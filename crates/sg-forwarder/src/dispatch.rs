// Copyright 2025-Present Datadog, Inc. https://www.datadoghq.com/
// SPDX-License-Identifier: Apache-2.0

//! Bounded hand-off of ready batches to a single writer task.
//!
//! # Architecture
//!
//! ```text
//!   producers (bus delivery)          DispatchWorker (one per adapter)
//!        │                                    │
//!        ├─ push(batch) ─┐                    │
//!        ├─ push(batch) ─┼─> mpsc(100) ──> recv ──> BatchWriter::write
//!        └─ push(batch) ─┘                    │           │
//!                                             │     Err ─> log, discard
//!   CancellationToken ────────────────────> stop, drop queued batches
//! ```
//!
//! # Guarantees
//!
//! - Exactly one write is in flight per worker, so writes to a store are sequential.
//! - A full queue makes producers wait: a just-flushed batch is never silently dropped here.
//! - Failed writes are not retried; the store client owns its retry policy.
//! - Delivery is at-most-once: batches still queued at cancellation are dropped.

use std::sync::atomic::{AtomicU64, Ordering};
use std::sync::Arc;
use std::time::Duration;

use async_trait::async_trait;
use tokio::sync::mpsc::{self, error::TrySendError};
use tokio_util::sync::CancellationToken;
use tracing::{debug, error, info, warn};

use crate::buffer::Batch;
use crate::bus::MetricPublisher;
use crate::error::DispatchError;
use crate::event::{Metric, MetricKind};

/// Capacity of the queue between producers and the dispatch worker.
pub const DISPATCH_QUEUE_CAPACITY: usize = 100;

/// Names of the self-reported adapter counters, each labelled with the adapter name.
pub const RECORDS_FORMATTED: &str = "sg_records_formatted";
pub const FORMAT_ERRORS: &str = "sg_format_errors";
pub const BATCHES_WRITTEN: &str = "sg_batches_written";
pub const BATCHES_DISCARDED: &str = "sg_batches_discarded";

const REPORT_INTERVAL: Duration = Duration::from_secs(1);

/// Backing-store write operation performed by the dispatch worker.
#[async_trait]
pub trait BatchWriter: Send + Sync {
    /// Writes `records` under `destination_key`, as one bulk request when `bulk` is set.
    async fn write(
        &self,
        destination_key: &str,
        records: &[String],
        bulk: bool,
    ) -> Result<(), DispatchError>;
}

/// Self-reported counters of an output adapter. Shared between producers and the worker.
#[derive(Debug, Default)]
pub struct AdapterStats {
    records_formatted: AtomicU64,
    format_errors: AtomicU64,
    batches_written: AtomicU64,
    batches_discarded: AtomicU64,
}

impl AdapterStats {
    pub fn record_formatted(&self) {
        self.records_formatted.fetch_add(1, Ordering::Relaxed);
    }

    pub fn format_error(&self) {
        self.format_errors.fetch_add(1, Ordering::Relaxed);
    }

    pub fn batch_written(&self) {
        self.batches_written.fetch_add(1, Ordering::Relaxed);
    }

    pub fn batch_discarded(&self) {
        self.batches_discarded.fetch_add(1, Ordering::Relaxed);
    }

    #[must_use]
    pub fn records_formatted(&self) -> u64 {
        self.records_formatted.load(Ordering::Relaxed)
    }

    #[must_use]
    pub fn format_errors(&self) -> u64 {
        self.format_errors.load(Ordering::Relaxed)
    }

    #[must_use]
    pub fn batches_written(&self) -> u64 {
        self.batches_written.load(Ordering::Relaxed)
    }

    #[must_use]
    pub fn batches_discarded(&self) -> u64 {
        self.batches_discarded.load(Ordering::Relaxed)
    }

    /// Current counter values as metrics labelled `source=SG, plugin=<plugin>`.
    #[must_use]
    pub fn metrics(&self, plugin: &'static str) -> Vec<Metric> {
        [
            (RECORDS_FORMATTED, self.records_formatted()),
            (FORMAT_ERRORS, self.format_errors()),
            (BATCHES_WRITTEN, self.batches_written()),
            (BATCHES_DISCARDED, self.batches_discarded()),
        ]
        .into_iter()
        .map(|(name, value)| counter(name, plugin, value))
        .collect()
    }

    /// Publishes the counters every second until `cancel` fires.
    pub async fn run(
        &self,
        plugin: &'static str,
        publisher: &dyn MetricPublisher,
        cancel: CancellationToken,
    ) {
        let mut ticker = tokio::time::interval(REPORT_INTERVAL);
        ticker.set_missed_tick_behavior(tokio::time::MissedTickBehavior::Delay);
        // The first tick completes immediately.
        ticker.tick().await;

        loop {
            tokio::select! {
                () = cancel.cancelled() => break,
                _ = ticker.tick() => {
                    for metric in self.metrics(plugin) {
                        publisher.publish_metric(metric);
                    }
                }
            }
        }
        debug!(plugin, "stopped reporting");
    }
}

fn counter(name: &str, plugin: &'static str, value: u64) -> Metric {
    #[allow(clippy::cast_precision_loss)]
    let value = value as f64;
    Metric {
        name: name.to_string(),
        time: 0.0,
        kind: MetricKind::Counter,
        interval: Duration::ZERO,
        value,
        label_keys: vec!["source".to_string(), "plugin".to_string()],
        label_values: vec!["SG".to_string(), plugin.to_string()],
    }
}

/// Producer side of the dispatch queue. Cheap to clone.
#[derive(Clone, Debug)]
pub struct DispatchQueue {
    tx: mpsc::Sender<Batch>,
}

impl DispatchQueue {
    /// Enqueues `batch`, waiting for space when the queue is full.
    pub async fn push(&self, batch: Batch) -> Result<(), DispatchError> {
        match self.tx.try_send(batch) {
            Ok(()) => Ok(()),
            Err(TrySendError::Full(batch)) => {
                debug!(
                    index = %batch.destination_key,
                    "dispatch queue full, waiting for the writer"
                );
                self.tx
                    .send(batch)
                    .await
                    .map_err(|_| DispatchError::QueueClosed)
            }
            Err(TrySendError::Closed(_)) => Err(DispatchError::QueueClosed),
        }
    }
}

/// Single consumer draining the dispatch queue into a [`BatchWriter`].
pub struct DispatchWorker {
    plugin: &'static str,
    rx: mpsc::Receiver<Batch>,
    writer: Arc<dyn BatchWriter>,
    bulk: bool,
    stats: Arc<AdapterStats>,
}

/// Creates a connected queue/worker pair with [`DISPATCH_QUEUE_CAPACITY`].
#[must_use]
pub fn channel(
    plugin: &'static str,
    writer: Arc<dyn BatchWriter>,
    bulk: bool,
    stats: Arc<AdapterStats>,
) -> (DispatchQueue, DispatchWorker) {
    with_capacity(plugin, writer, bulk, stats, DISPATCH_QUEUE_CAPACITY)
}

#[must_use]
pub fn with_capacity(
    plugin: &'static str,
    writer: Arc<dyn BatchWriter>,
    bulk: bool,
    stats: Arc<AdapterStats>,
    capacity: usize,
) -> (DispatchQueue, DispatchWorker) {
    let (tx, rx) = mpsc::channel(capacity.max(1));
    let worker = DispatchWorker {
        plugin,
        rx,
        writer,
        bulk,
        stats,
    };
    (DispatchQueue { tx }, worker)
}

impl DispatchWorker {
    /// Drains the queue until `cancel` fires or every producer is gone.
    pub async fn run(mut self, cancel: CancellationToken) {
        debug!(plugin = self.plugin, "dispatch worker started");

        loop {
            tokio::select! {
                biased;
                () = cancel.cancelled() => {
                    let dropped = self.close_and_drop();
                    if dropped > 0 {
                        warn!(plugin = self.plugin, dropped, "discarded queued batches on shutdown");
                    }
                    break;
                }
                batch = self.rx.recv() => match batch {
                    Some(batch) => self.dispatch(batch).await,
                    None => {
                        debug!(plugin = self.plugin, "dispatch queue closed by producers");
                        break;
                    }
                },
            }
        }

        info!(plugin = self.plugin, "exited");
    }

    async fn dispatch(&self, batch: Batch) {
        match self
            .writer
            .write(&batch.destination_key, &batch.records, self.bulk)
            .await
        {
            Ok(()) => {
                self.stats.batch_written();
                debug!(
                    plugin = self.plugin,
                    index = %batch.destination_key,
                    records = batch.len(),
                    "successfully indexed document(s)"
                );
            }
            Err(e) => {
                self.stats.batch_discarded();
                error!(
                    plugin = self.plugin,
                    index = %batch.destination_key,
                    records = ?batch.records,
                    error = %e,
                    "failed to index event - disregarding"
                );
            }
        }
    }

    fn close_and_drop(&mut self) -> usize {
        self.rx.close();
        let mut dropped = 0;
        while self.rx.try_recv().is_ok() {
            dropped += 1;
        }
        dropped
    }
}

★ ★ ★ ★ ★ ★ ★

| THE TASK |
Your task is to set down again, exactly, every line from the beginning of the listing through the line with "cancellation are dropped.".

| RESPONSE TO THIS TASK |
filename crates/sg-forwarder/src/dispatch.rs
// Copyright 2025-Present Datadog, Inc. https://www.datadoghq.com/
// SPDX-License-Identifier: Apache-2.0

//! Bounded hand-off of ready batches to a single writer task.
//!
//! # Architecture
//!
//! ```text
//!   producers (bus delivery)          DispatchWorker (one per adapter)
//!        │                                    │
//!        ├─ push(batch) ─┐                    │
//!        ├─ push(batch) ─┼─> mpsc(100) ──> recv ──> BatchWriter::write
//!        └─ push(batch) ─┘                    │           │
//!                                             │     Err ─> log, discard
//!   CancellationToken ────────────────────> stop, drop queued batches
//! ```
//!
//! # Guarantees
//!
//! - Exactly one write is in flight per worker, so writes to a store are sequential.
//! - A full queue makes producers wait: a just-flushed batch is never silently dropped here.
//! - Failed writes are not retried; the store client owns its retry policy.
//! - Delivery is at-most-once: batches still queued at cancellation are dropped.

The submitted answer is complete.